Anselm’s theory of atonement is one of the pet peeves (to put it mildly!!) of the Eastern Churches. The bottom line is that it was unknown in the Church for the first thousand years, and for this reason it is a doctrine found only in the Catholic and Protestant Churches.
Just to say a few things in explanation of why the Orthodox will have no truck with Anselm and the atonement theology which he developed. I am reluctant to get into it too deeply - past experience has shown that there can be a negative reaction from Western Christians, both Catholic and Protestant, because they feel that the Orthodox are attacking one of the bedrock beliefs of the faith.
Anselm’s writing of Cur Deus Homo was a significant development in the West (we even had to study it at Catholic high school), but it did not affect the East at all. It profoundly changed the Western theology of the
atonement. For hundreds of years afterwards Western theology, Protestant as well as Catholic, traced its soteriology (the understanding of salvation and how we are saved) back to Anselm. Because of the split between East and West, Anselm’s theology had little or no influence in the East.

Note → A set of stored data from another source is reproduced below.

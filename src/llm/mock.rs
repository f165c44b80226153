//! Mock LLM 客户端（用于测试与离线演示，无需 API）
//!
//! 按脚本依次返回预设回复；脚本用完后，若最后一条 User 消息是工具观察则把观察内容作为最终回复，
//! 否则回显最后一条 User 消息。

use std::collections::VecDeque;
use std::sync::Mutex;

use async_trait::async_trait;

use crate::llm::LlmClient;
use crate::memory::{Message, Role};

/// Mock 客户端
#[derive(Debug, Default)]
pub struct MockLlmClient {
    script: Mutex<VecDeque<String>>,
}

impl MockLlmClient {
    pub fn new() -> Self {
        Self::default()
    }

    /// 预设回复（通常是若干条 JSON Tool Call）
    pub fn scripted<I, S>(replies: I) -> Self
    where
        I: IntoIterator<Item = S>,
        S: Into<String>,
    {
        Self {
            script: Mutex::new(replies.into_iter().map(Into::into).collect()),
        }
    }

    fn next_scripted(&self) -> Option<String> {
        self.script
            .lock()
            .unwrap_or_else(|poisoned| poisoned.into_inner())
            .pop_front()
    }
}

#[async_trait]
impl LlmClient for MockLlmClient {
    async fn complete(&self, messages: &[Message]) -> Result<String, String> {
        if let Some(reply) = self.next_scripted() {
            return Ok(reply);
        }

        let last_user = messages
            .iter()
            .rev()
            .find(|m| matches!(m.role, Role::User));

        Ok(match last_user {
            Some(m) => match m.as_observation() {
                Some((_, observation)) => observation.to_string(),
                None => format!("Echo from Mock: {}", m.content),
            },
            None => "Echo from Mock: (no input)".to_string(),
        })
    }
}
//! OpenAI 兼容 API 客户端
//!
//! 通过 async_openai 调用任意 OpenAI 兼容端点（可配置 base_url）。

use std::sync::atomic::{AtomicU64, Ordering};
use std::sync::Arc;

use async_openai::config::OpenAIConfig;
use async_openai::types::chat::{
    ChatCompletionRequestAssistantMessageArgs, ChatCompletionRequestMessage,
    ChatCompletionRequestSystemMessageArgs, ChatCompletionRequestUserMessageArgs,
    CreateChatCompletionRequestArgs,
};
use async_openai::Client;
use async_trait::async_trait;

use crate::llm::LlmClient;
use crate::memory::{Message, Role};

/// Token 使用统计（累计值）
#[derive(Debug, Clone, Default)]
pub struct TokenUsage {
    pub prompt_tokens: Arc<AtomicU64>,
    pub completion_tokens: Arc<AtomicU64>,
}

impl TokenUsage {
    pub fn add(&self, prompt: u64, completion: u64) {
        self.prompt_tokens.fetch_add(prompt, Ordering::Relaxed);
        self.completion_tokens.fetch_add(completion, Ordering::Relaxed);
    }

    pub fn get(&self) -> (u64, u64, u64) {
        let p = self.prompt_tokens.load(Ordering::Relaxed);
        let c = self.completion_tokens.load(Ordering::Relaxed);
        (p, c, p + c)
    }
}

/// OpenAI 兼容客户端：持有 Client 与 model 名，complete 时转 Message 为 API 格式并取首条 content
pub struct OpenAiClient {
    client: Client<OpenAIConfig>,
    model: String,
    usage: TokenUsage,
}

impl OpenAiClient {
    pub fn new(base_url: Option<&str>, model: &str, api_key: Option<&str>) -> Self {
        let api_key = api_key
            .map(String::from)
            .or_else(|| std::env::var("OPENAI_API_KEY").ok())
            .unwrap_or_default();

        let config = match base_url {
            Some(url) => OpenAIConfig::new().with_api_base(url).with_api_key(api_key),
            None => OpenAIConfig::new().with_api_key(api_key),
        };

        Self {
            client: Client::with_config(config),
            model: model.to_string(),
            usage: TokenUsage::default(),
        }
    }

    fn to_openai_messages(
        &self,
        messages: &[Message],
    ) -> Result<Vec<ChatCompletionRequestMessage>, String> {
        messages
            .iter()
            .map(|m| {
                let msg = match m.role {
                    Role::System => ChatCompletionRequestSystemMessageArgs::default()
                        .content(m.content.clone())
                        .build()
                        .map(ChatCompletionRequestMessage::System),
                    Role::User => ChatCompletionRequestUserMessageArgs::default()
                        .content(m.content.clone())
                        .build()
                        .map(ChatCompletionRequestMessage::User),
                    Role::Assistant => ChatCompletionRequestAssistantMessageArgs::default()
                        .content(m.content.clone())
                        .build()
                        .map(ChatCompletionRequestMessage::Assistant),
                };
                msg.map_err(|e| e.to_string())
            })
            .collect()
    }
}

#[async_trait]
impl LlmClient for OpenAiClient {
    fn token_usage(&self) -> (u64, u64, u64) {
        self.usage.get()
    }

    async fn complete(&self, messages: &[Message]) -> Result<String, String> {
        let request = CreateChatCompletionRequestArgs::default()
            .model(&self.model)
            .temperature(0.0)
            .messages(self.to_openai_messages(messages)?)
            .build()
            .map_err(|e| e.to_string())?;

        let response = self
            .client
            .chat()
            .create(request)
            .await
            .map_err(|e| e.to_string())?;

        if let Some(usage) = &response.usage {
            self.usage
                .add(usage.prompt_tokens as u64, usage.completion_tokens as u64);
        }

        let content = response
            .choices
            .first()
            .and_then(|c| c.message.content.clone())
            .unwrap_or_default();

        Ok(content)
    }
}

For this reason, Orthodox Christians tend to see Catholics and
Protestants as having far more in common with each other than either
does with Orthodoxy.
Anselm developed what has been called the “judicial” theory of the
atonement. In his book he sought to answer the question “Why did God become man?” He found the answer in a concept in the mediaeval law of his time - the concept of satisfaction. If one person wronged another, it harmed the other person’s honour, and so the wronged person demanded compensation, or “satisfaction”. Man’s sin had offended God, and because God is infinite, and God’s honour is infinite, the insult man’s sin causes to God’s honour demands infinite satisfaction. But man is in no position to provide this satisfaction, so God sent his Son to offer the satisfaction on behalf of man. By dying on the cross he appeased God’s wounded honour, and made the full and adequate satisfaction for man’s sin.
Of course you know all that already, and it is a very much oversimplified (but accurate) account of Anselm’s theology, as it has developed in the West, but Orthodox theology knew little of this. The Western theological development stressed salvation from an angry God, whereas Orthodox theology stressed, as it always had, salvation from sin, evil, death and the devil.
But doesn’t this sort of beg the question if Jesus’s Incarnation, including His act of sacrifice and resurrection, reversed the consequences of Adam’s sin? If, IOW, “sin, evil, death, and the devil” would still be our lot if not for Christ’s advent, how was salvation accomplished? What changed and why? If Jesus hadn’t conquered death then we’d still die. But why would we still be subject to death in that case?